The quick response is no. A company’s name is no longer used by another corporation when it is dissolved. This is so that no one else may use the name without the company’s authorization as it is still regarded as its property.
There are a few choices accessible to you if you still wish to use a name that was previously used by a dissolved corporation. One choice is to get in touch with the business’s former owners and request authorization to utilize the name. If they approve, you may use the name provided you abide by any rules they may have established.

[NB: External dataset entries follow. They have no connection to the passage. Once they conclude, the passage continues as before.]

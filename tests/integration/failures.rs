use snappr_core::config::ProtocolKind;
use snappr_core::{FlowId, MessageKind, NetworkMessage, NodeId};
use snappr_sim::SimError;
use snappr_transport::ProtocolError;

use crate::*;

fn stray_ack(flow: u64) -> NetworkMessage {
    NetworkMessage::new(NodeId(1), NodeId(0), FlowId(flow), 0, MessageKind::RdmaPutSentAck)
}

/// An ack for a flow that was never registered aborts the run and names
/// the flow. In-flight state stays put for inspection.
#[test]
fn test_ack_for_unknown_flow_is_fatal() {
    let mut sim = sim(&config(ProtocolKind::DirectPut, 1_000));
    sim.post_recv(NodeId(1), recv_spec(10_000, 0)).unwrap();
    let send = sim.send(send_args(10_000, 0)).unwrap();
    sim.schedule_delivery(ps(10), NodeId(0), stray_ack(4242));

    let err = sim.run().unwrap_err();
    assert!(matches!(
        err,
        SimError::Protocol(ProtocolError::UnknownAck {
            flow: FlowId(4242),
            ..
        })
    ));
    assert!(err.to_string().contains("flow4242"));

    assert_eq!(sim.now(), ps(10));
    assert!(!send.is_complete());
    let tx = sim.endpoint(NodeId(0)).unwrap();
    assert_eq!(tx.protocol().send_flows().in_flight(), vec![FlowId(0)]);
    assert!(sim.pending_events() > 0);
}

/// The genuine ack completes the send; a duplicate of it finds nothing.
#[test]
fn test_duplicate_ack_is_fatal_and_request_completes_once() {
    let mut sim = sim(&config(ProtocolKind::DirectPut, 1_000));
    sim.post_recv(NodeId(1), recv_spec(100, 0)).unwrap();
    let send = sim.send(send_args(100, 0)).unwrap();
    sim.schedule_delivery(ps(500_000), NodeId(0), stray_ack(0));

    let err = sim.run().unwrap_err();
    assert!(matches!(
        err,
        SimError::Protocol(ProtocolError::UnknownAck { flow: FlowId(0), .. })
    ));
    assert_eq!(send.completed_at(), Some(ps(1_000)));
    assert_eq!(send.completions(), 1);
}

#[test]
fn test_kind_foreign_to_protocol_is_fatal() {
    let mut sim = sim(&config(ProtocolKind::DirectPut, 1_000));
    let eager_payload = NetworkMessage::new(NodeId(0), NodeId(1), FlowId(3), 10, MessageKind::Payload);
    sim.schedule_delivery(ps(0), NodeId(1), eager_payload);

    let err = sim.run().unwrap_err();
    assert!(matches!(
        err,
        SimError::Protocol(ProtocolError::UnexpectedKind {
            protocol: "direct_put",
            kind: MessageKind::Payload,
            flow: FlowId(3),
        })
    ));

    let mut eager = crate::sim(&config(ProtocolKind::Eager, 1_000));
    eager.schedule_delivery(ps(0), NodeId(0), stray_ack(1));
    assert!(matches!(
        eager.run(),
        Err(SimError::Protocol(ProtocolError::UnexpectedKind { protocol: "eager", .. }))
    ));
}

#[test]
fn test_receive_too_small_is_fatal() {
    let mut sim = sim(&config(ProtocolKind::DirectPut, 1_000));
    let recv = sim.post_recv(NodeId(1), recv_spec(100, 0)).unwrap();
    sim.send(send_args(1_000, 0)).unwrap();

    let err = sim.run().unwrap_err();
    assert!(matches!(
        err,
        SimError::Protocol(ProtocolError::Truncated {
            count: 1_000,
            capacity: 100,
            ..
        })
    ));
    assert!(!recv.is_complete());
}

#[test]
fn test_message_to_missing_endpoint_is_rejected() {
    let mut sim = sim(&config(ProtocolKind::DirectPut, 1_000));
    let mut args = send_args(10, 0);
    args.dst = NodeId(7);
    assert!(matches!(sim.send(args), Err(SimError::UnknownNode(NodeId(7)))));
    assert_eq!(sim.endpoint(NodeId(0)).unwrap().flows_issued(), 0);
}
use snappr_core::config::ConfigError;
use snappr_core::NodeId;
use snappr_nic::NicError;
use snappr_transport::ProtocolError;

/// Anything that ends a run.
#[derive(Debug, thiserror::Error)]
pub enum SimError {
    #[error(transparent)]
    Nic(#[from] NicError),

    #[error(transparent)]
    Protocol(#[from] ProtocolError),

    #[error(transparent)]
    Config(#[from] ConfigError),

    #[error("no endpoint {0}")]
    UnknownNode(NodeId),
}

Utilizing a name variation is an additional choice. If the prior business was known as “ABC Corporation,” for instance, you may use “ABC Inc.” or “ABC Enterprises” instead. If you enjoy the name but want to give it your own unique spin, this can be a fantastic choice.
How do I submit an organizational article?
To establish a limited liability corporation (LLC), a legal document known as an article of organization must be submitted to the state. In general, you must include information on the name of your LLC, the names and addresses of the members, and the names and addresses of the registered agent when you file an article of organization. The requirements for submitting an article of organization vary by state. The article of organization can typically be submitted online or by mail.
Although it is not required by law in North Carolina, an operating agreement is strongly advised. A legal document known as an operating agreement describes who owns your LLC and how it will run. It can serve as a guide for how the company should be conducted and help members avoid disagreements.
To establish a limited liability company (LLC), a legal document known as the North Carolina articles of organization must be submitted to the North Carolina Secretary of State. The name of the LLC, the registered agent’s name and address, and the members’ names and addresses are normally included in the articles of organization.
You must submit articles of dissolution to the state in order to dissolve a business. This will formally terminate the company’s legal existence and tell the state that it is no longer in operation. Additionally, you must shut any bank accounts, revoke any business permissions and licenses, and notify all creditors and clients of the dissolution.